Work instructions:
Please give again, word for word, the line that contains "filename quill-server/src/presentation/http/routes/mod.rs" and every line after it to the end of the data, with no other lines.

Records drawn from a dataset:
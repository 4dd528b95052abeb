use axum::{Router, routing::post};

use crate::presentation::AppState;
use crate::presentation::http::handlers::auth::login;

pub(crate) fn router() -> Router<AppState> {
    Router::new().route("/login", post(login))
}
use axum::Router;
use axum::middleware;
use axum::routing::get;

use crate::presentation::AppState;
use crate::presentation::http::handlers::drafts::{clear_draft, load_draft, save_draft};
use crate::presentation::http::middleware::auth::jwt_auth_middleware;

pub(crate) fn router(state: AppState) -> Router<AppState> {
    Router::new()
        .route("/", get(load_draft).put(save_draft).delete(clear_draft))
        .layer(middleware::from_fn_with_state(state, jwt_auth_middleware))
}
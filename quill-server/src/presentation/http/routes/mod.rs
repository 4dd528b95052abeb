use axum::Router;

use crate::presentation::AppState;

pub(crate) mod auth;
pub(crate) mod categories;
pub(crate) mod drafts;
pub(crate) mod posts;

pub(crate) fn router(state: AppState) -> Router<AppState> {
    Router::new()
        .nest("/api/auth", auth::router())
        .nest("/api/posts", posts::router(state.clone()))
        .nest("/api/categories", categories::router())
        .nest("/api/drafts", drafts::router(state))
}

Exercise output:
filename quill-server/src/presentation/http/routes/mod.rs
repository 4dd528b95052abeb
use axum::Router;

use crate::presentation::AppState;

pub(crate) mod auth;
pub(crate) mod categories;
pub(crate) mod drafts;
pub(crate) mod posts;

pub(crate) fn router(state: AppState) -> Router<AppState> {
    Router::new()
        .nest("/api/auth", auth::router())
        .nest("/api/posts", posts::router(state.clone()))
        .nest("/api/categories", categories::router())
        .nest("/api/drafts", drafts::router(state))
}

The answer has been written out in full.